From The Art and Popular Culture Encyclopedia
Born in Mannheim, Germany, Kahnweiler was the son of a prominent German stock broker. In 1902 his family sent him to work at the Stock Exchange in Paris, France, where he used his spare time to visit the city's various museums and art galleries. His passion for the arts led to his giving up his financial career. Using his business acumen, he became an art dealer and in 1907 opened his own gallery at 28 rue Vignon in Paris.
Along with such men as Alfred Flechtheim, Paul Cassirer, and Daniel Wildenstein, Kahnweiler was one of the influential connoisseurs of the 20th century.

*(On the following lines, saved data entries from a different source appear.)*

//! C API for column definition and column data

use coltable::{ColumnDesc, DataType};

use crate::types::with_table;
use crate::{
    CTB_SUCCESS, StatusCode, ctb_complex32, ctb_table, cstr_to_str_checked, slice_from_raw,
    write_slice, write_text,
};

/// Sentinel closing every shape written by `ctb_table_get_column_shape`
pub const CTB_SHAPE_END: i64 = -1;

/// Add a scalar column, filled with zeros for existing rows.
///
/// # Arguments
/// * `ptr` - Table handle
/// * `name` - Column name (UTF-8, null-terminated)
/// * `type_tag` - Element type code: 5 = int, 8 = double, 9 = complex
///
/// # Returns
/// * `CTB_SUCCESS` - Column added
/// * `CTB_UNSUPPORTED_TYPE` - Any other type code; no column is created
/// * `CTB_ALREADY_EXISTS` - A column with that name exists
/// * `CTB_NOT_WRITABLE` - The table is read only
#[unsafe(no_mangle)]
pub extern "C" fn ctb_table_add_scalar_column(
    ptr: *mut ctb_table,
    name: *const libc::c_char,
    type_tag: libc::c_int,
) -> StatusCode {
    let name = match cstr_to_str_checked(name) {
        Ok(s) => s,
        Err(code) => return code,
    };

    with_table(ptr, |table| {
        let data_type = DataType::from_tag(type_tag)?;
        table.add_column(ColumnDesc::scalar(name, data_type))?;
        Ok(CTB_SUCCESS)
    })
}

/// Add an array column.
///
/// With `ndim > 0` every cell has the shape `dims[0..ndim]` and existing
/// rows are zero-filled. With `ndim == 0` cells may differ in shape and
/// existing rows start undefined.
///
/// # Arguments
/// * `ptr` - Table handle
/// * `name` - Column name (UTF-8, null-terminated)
/// * `type_tag` - Element type code: 5 = int, 8 = double, 9 = complex
/// * `dims` - Cell shape (may be null when `ndim` is 0)
/// * `ndim` - Number of cell axes
///
/// # Returns
/// * `CTB_SUCCESS` - Column added
/// * `CTB_UNSUPPORTED_TYPE` - Any other type code; no column is created
/// * `CTB_INVALID_ARGUMENT` - A cell axis has length zero
#[unsafe(no_mangle)]
pub extern "C" fn ctb_table_add_array_column(
    ptr: *mut ctb_table,
    name: *const libc::c_char,
    type_tag: libc::c_int,
    dims: *const libc::size_t,
    ndim: libc::size_t,
) -> StatusCode {
    let name = match cstr_to_str_checked(name) {
        Ok(s) => s,
        Err(code) => return code,
    };
    let dims = match slice_from_raw(dims, ndim) {
        Ok(s) => s,
        Err(code) => return code,
    };

    with_table(ptr, |table| {
        let data_type = DataType::from_tag(type_tag)?;
        table.add_column(ColumnDesc::array(name, data_type, dims))?;
        Ok(CTB_SUCCESS)
    })
}

/// Remove a column and its data.
#[unsafe(no_mangle)]
pub extern "C" fn ctb_table_remove_column(
    ptr: *mut ctb_table,
    name: *const libc::c_char,
) -> StatusCode {
    let name = match cstr_to_str_checked(name) {
        Ok(s) => s,
        Err(code) => return code,
    };

    with_table(ptr, |table| {
        table.remove_column(name)?;
        Ok(CTB_SUCCESS)
    })
}

/// Get the element type name of a column (`int`, `double`, `complex`).
///
/// # Arguments
/// * `ptr` - Table handle
/// * `name` - Column name (UTF-8, null-terminated)
/// * `buf` - Output buffer, or null to query the length
/// * `buf_len` - Size of the buffer in bytes
/// * `out_len` - Output: required buffer length including null terminator
#[unsafe(no_mangle)]
pub extern "C" fn ctb_table_get_column_type(
    ptr: *const ctb_table,
    name: *const libc::c_char,
    buf: *mut u8,
    buf_len: libc::size_t,
    out_len: *mut libc::size_t,
) -> StatusCode {
    if out_len.is_null() {
        return crate::CTB_NULL_POINTER;
    }
    let name = match cstr_to_str_checked(name) {
        Ok(s) => s,
        Err(code) => return code,
    };

    with_table(ptr, |table| {
        let data_type = table.column_data_type(name)?;
        Ok(write_text(data_type.name(), buf, buf_len, out_len))
    })
}

/// Describe the shape of a whole column.
///
/// Scalar columns report `[nrows, -1]`. Array columns report the cell shape
/// of row 0 followed by `nrows, -1`. When row 0 is undefined (or there are
/// no rows) the declared fixed shape is used, and a variable-shape column
/// falls back to `[nrows, -1]`. Only row 0 is inspected.
///
/// # Arguments
/// * `ptr` - Table handle
/// * `name` - Column name (UTF-8, null-terminated)
/// * `buf` - Output buffer, or null to query the element count
/// * `buf_len` - Capacity of `buf` in elements
/// * `out_len` - Output: number of elements in the shape, sentinel included
///
/// # Returns
/// * `CTB_SUCCESS` - Shape written (or count query succeeded)
/// * `CTB_BUFFER_TOO_SMALL` - `buf_len < *out_len`; nothing was written
#[unsafe(no_mangle)]
pub extern "C" fn ctb_table_get_column_shape(
    ptr: *const ctb_table,
    name: *const libc::c_char,
    buf: *mut i64,
    buf_len: libc::size_t,
    out_len: *mut libc::size_t,
) -> StatusCode {
    if out_len.is_null() {
        return crate::CTB_NULL_POINTER;
    }
    let name = match cstr_to_str_checked(name) {
        Ok(s) => s,
        Err(code) => return code,
    };

    with_table(ptr, |table| {
        let desc = table.column_desc(name)?;
        let cell = if desc.is_scalar() {
            Vec::new()
        } else {
            let first = match table.nrows() {
                0 => None,
                _ => table.cell_shape(name, 0)?,
            };
            first
                .or_else(|| desc.fixed_shape().map(<[usize]>::to_vec))
                .unwrap_or_default()
        };

        let mut shape: Vec<i64> = cell.into_iter().map(|axis| axis as i64).collect();
        shape.push(table.nrows() as i64);
        shape.push(CTB_SHAPE_END);
        Ok(write_slice(&shape, buf, buf_len, out_len))
    })
}

impl_column_access!(int, i32);
impl_column_access!(double, f64);
impl_column_access!(complex, ctb_complex32);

Rather than exhibiting the popular works of the past and present greats, Kahnweiler championed burgeoning artists such as André Derain, Alberto Giacometti, and others, who had come from all over the globe to live and work in Montparnasse at the time.
Kahnweiler gave the first exhibition of the work of Georges Braque, and soon he expanded his presentations by bringing together artists, writers and poets to produce their works as a joint project in more than 40 books. He published Max Jacob, Guillaume Apollinaire, André Masson and others. Henry Kahnweiler was the first to recognize the radical greatness of Pablo Picasso, and promoted the new Cubist movement of Braque, Juan Gris, Fernand Leger and Picasso.
In July 1914 Kahnweiler and his family were holidaying in Bavaria. On seeing the German reservists being mobilised he realised that war was now inevitable. He decamped to Italy and then chose exile in neutral Switzerland. There with the help of his friend Hermann Rupf he set up home in Berne. When war was declared he did not return to France and his property was confiscated, including a large number of canvases by the artists he was representing.
Picasso was particularly infuriated by the situation and had to make a legal case to regain possession of his unpaid-for artworks. When he did, he found that some of them had been damaged due to the damp storage conditions in the Rue de Rennes. Picasso felt that Kahnweiler should have arranged to let a French dealer take over his stock or at the very least have shipped it to the United States or to Switzerland. The ill-feeling this incident caused resulted in Picasso dismissing Kahnweiler as his dealer. They were later reconciled after the end of World War II.
Juan Gris also fell out with Kahnweiler when the dealer refused to let the penniless Gris sell his new work to other collectors during the interim. They were quickly reconciled when Kahnweiler agreed to a monthly salary of 125 francs a month. However in 1915 Gris also left Kahnweiler's stable.
He returned to France where he remained a major and respected art figure until his death in Paris.